/---
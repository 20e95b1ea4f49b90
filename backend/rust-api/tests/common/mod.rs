#![allow(dead_code)]

use axum::{
    body::{to_bytes, Body},
    http::{Request, StatusCode},
    Router,
};
use std::sync::Arc;
use tower::ServiceExt;

use earnflow_api::{
    config::Config,
    create_router,
    services::{
        catalog_service::TaskCatalog,
        results_store::{MemoryResultsStore, ResultsStore},
        AppState,
    },
};

// 2100-01-01; locked for any realistic test run.
pub const FAR_FUTURE_START: i64 = 4_102_444_800;

pub fn tasks_payload() -> String {
    format!(
        r#"[
        {{
            "id": "media-survey",
            "provider": {{"name": "Screen Time Weekly", "image_url": "https://cdn.example.com/stw.png"}},
            "price": 30,
            "min_to_complete": 2.5,
            "start_date": 1500000000,
            "desc": "What you watch and how",
            "tags": ["entertainment"],
            "title": "Media survey",
            "items": [
                {{
                    "id": "frequency",
                    "text": "How often do you stream?",
                    "type": "text",
                    "results": [
                        {{"id": "daily", "text": "Daily"}},
                        {{"id": "weekly", "text": "Weekly"}},
                        {{"id": "rarely", "text": "Rarely"}}
                    ]
                }},
                {{
                    "id": "services",
                    "text": "Which services do you use?",
                    "type": "textmultiple",
                    "results": [
                        {{"id": "svc-a", "text": "StreamA"}},
                        {{"id": "svc-b", "text": "StreamB"}},
                        {{"id": "svc-c", "text": "StreamC"}}
                    ]
                }}
            ]
        }},
        {{
            "id": "future-survey",
            "provider": {{"name": "Tomorrow Inc"}},
            "price": 50,
            "min_to_complete": 1.0,
            "start_date": {FAR_FUTURE_START},
            "desc": "Not yet",
            "tags": [],
            "title": "Future survey",
            "items": [
                {{
                    "id": "q1",
                    "text": "Ready?",
                    "type": "text",
                    "results": [{{"id": "yes", "text": "Yes"}}]
                }}
            ]
        }},
        {{
            "id": "broken-survey",
            "provider": {{"name": "Broken Inc"}},
            "price": 10,
            "min_to_complete": 1.0,
            "start_date": 0,
            "desc": "Bad question type",
            "tags": [],
            "title": "Broken survey",
            "items": [
                {{
                    "id": "q1",
                    "text": "Hm?",
                    "type": "freeform",
                    "results": []
                }}
            ]
        }}
    ]"#
    )
}

fn test_config() -> Config {
    Config {
        bind_addr: "127.0.0.1:0".to_string(),
        tasks_source: "inline".to_string(),
        results_store: "memory".to_string(),
        results_dir: "unused".to_string(),
        prefetch_enabled: false,
        unlock_offset_minutes: 0,
    }
}

/// Build the real router over an inline catalog and an in-memory store; no
/// external services are involved.
pub async fn create_test_app() -> (Router, Arc<AppState>) {
    // Initialize tracing for tests
    let _ = tracing_subscriber::fmt()
        .with_test_writer()
        .with_max_level(tracing::Level::DEBUG)
        .try_init();

    let catalog =
        Arc::new(TaskCatalog::from_payload(&tasks_payload()).expect("test payload must parse"));
    let store: Arc<dyn ResultsStore> = Arc::new(MemoryResultsStore::new());

    let state = Arc::new(AppState::with_parts(test_config(), catalog, store));
    (create_router(state.clone()), state)
}

pub async fn request(
    app: &Router,
    method: &str,
    uri: &str,
    body: Option<serde_json::Value>,
) -> (StatusCode, serde_json::Value) {
    let builder = Request::builder().method(method).uri(uri);
    let request = match body {
        Some(body) => builder
            .header("content-type", "application/json")
            .body(Body::from(body.to_string()))
            .unwrap(),
        None => builder.body(Body::empty()).unwrap(),
    };

    let response = app.clone().oneshot(request).await.unwrap();
    let status = response.status();
    let bytes = to_bytes(response.into_body(), usize::MAX).await.unwrap();
    let json = serde_json::from_slice(&bytes).unwrap_or(serde_json::Value::Null);

    (status, json)
}

pub async fn get(app: &Router, uri: &str) -> (StatusCode, serde_json::Value) {
    request(app, "GET", uri, None).await
}

pub async fn post(
    app: &Router,
    uri: &str,
    body: serde_json::Value,
) -> (StatusCode, serde_json::Value) {
    request(app, "POST", uri, Some(body)).await
}

pub async fn create_survey(app: &Router, task_id: &str) -> (StatusCode, serde_json::Value) {
    post(
        app,
        "/api/v1/surveys/",
        serde_json::json!({ "task_id": task_id }),
    )
    .await
}

pub async fn submit_selection(
    app: &Router,
    survey_id: &str,
    question_index: usize,
    answer_id: &str,
    selected: bool,
) -> (StatusCode, serde_json::Value) {
    post(
        app,
        &format!("/api/v1/surveys/{survey_id}/answers"),
        serde_json::json!({
            "question_index": question_index,
            "answer_id": answer_id,
            "selected": selected,
        }),
    )
    .await
}

pub async fn advance(app: &Router, survey_id: &str) -> (StatusCode, serde_json::Value) {
    post(
        app,
        &format!("/api/v1/surveys/{survey_id}/advance"),
        serde_json::json!({}),
    )
    .await
}
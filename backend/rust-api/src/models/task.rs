use std::fmt;

use chrono::{DateTime, TimeZone, Utc};
use serde::{Deserialize, Serialize};
use url::Url;

use super::question::{Question, QuestionType};
use crate::utils::time as unlock;

/// Who published the task. The payload calls this `provider`.
#[derive(Debug, Clone, Serialize, Deserialize)]
pub struct Author {
    pub name: String,
    #[serde(default)]
    pub image_url: Option<Url>,
}

/// An earn-able unit of work: metadata, a release time and an ordered
/// sequence of questions. Field names follow the remote payload; the
/// question ordering is the presentation order and never changes after load.
#[derive(Debug, Clone, Serialize, Deserialize)]
pub struct Task {
    pub id: String,
    #[serde(rename = "provider")]
    pub author: Author,
    #[serde(rename = "price")]
    pub kin_reward: u64,
    #[serde(rename = "min_to_complete")]
    pub minutes_to_complete: f32,
    #[serde(rename = "items")]
    pub questions: Vec<Question>,
    #[serde(rename = "start_date")]
    pub start_at: i64,
    #[serde(rename = "desc")]
    pub subtitle: String,
    #[serde(default)]
    pub tags: Vec<String>,
    pub title: String,
}

impl Task {
    /// Earliest availability as an absolute instant. `start_date` on the wire
    /// is a UTC epoch in seconds.
    pub fn start_date(&self) -> DateTime<Utc> {
        DateTime::<Utc>::from_timestamp(self.start_at, 0).unwrap_or(DateTime::<Utc>::MAX_UTC)
    }

    /// Whole days until the task unlocks, relative to `now`. Zero means the
    /// task should be presented as available.
    pub fn days_to_unlock<Tz: TimeZone>(&self, now: &DateTime<Tz>) -> u32 {
        unlock::days_to_unlock(now, self.start_date())
    }

    /// User-facing availability label for a still-locked task.
    pub fn next_available_day<Tz: TimeZone>(&self, now: &DateTime<Tz>) -> String
    where
        Tz::Offset: fmt::Display,
    {
        unlock::unlock_label(self.days_to_unlock(now), now)
    }

    /// Answer images worth warming before the survey starts: every answer
    /// image of every text-and-image question, in presentation order.
    pub fn prefetch_image_urls(&self) -> Vec<Url> {
        self.questions
            .iter()
            .filter(|question| question.kind == QuestionType::TextAndImage)
            .flat_map(|question| question.results.iter())
            .filter_map(|answer| answer.image_url.clone())
            .collect()
    }
}

impl PartialEq for Task {
    fn eq(&self, other: &Self) -> bool {
        self.id == other.id
    }
}

impl Eq for Task {}

/// Listing view of a task, with its unlock state already computed.
#[derive(Debug, Clone, Serialize)]
pub struct TaskSummary {
    pub id: String,
    pub title: String,
    pub subtitle: String,
    pub author: String,
    pub kin_reward: u64,
    pub minutes_to_complete: f32,
    pub tags: Vec<String>,
    pub question_count: usize,
    pub unlocked: bool,
    pub days_to_unlock: u32,
    /// Present only while the task is locked; the label contract does not
    /// cover already-unlocked tasks.
    #[serde(skip_serializing_if = "Option::is_none")]
    pub available: Option<String>,
}

impl TaskSummary {
    pub fn from_task<Tz: TimeZone>(task: &Task, now: &DateTime<Tz>) -> Self
    where
        Tz::Offset: fmt::Display,
    {
        let days_to_unlock = task.days_to_unlock(now);
        let available = (days_to_unlock > 0).then(|| task.next_available_day(now));

        Self {
            id: task.id.clone(),
            title: task.title.clone(),
            subtitle: task.subtitle.clone(),
            author: task.author.name.clone(),
            kin_reward: task.kin_reward,
            minutes_to_complete: task.minutes_to_complete,
            tags: task.tags.clone(),
            question_count: task.questions.len(),
            unlocked: days_to_unlock == 0,
            days_to_unlock,
            available,
        }
    }
}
\---
• _Problem requirements_
Go through the data, and copy each line in which the word "every" appears.

• _Exercise solution_
    /// Answer images worth warming before the survey starts: every answer
    /// image of every text-and-image question, in presentation order.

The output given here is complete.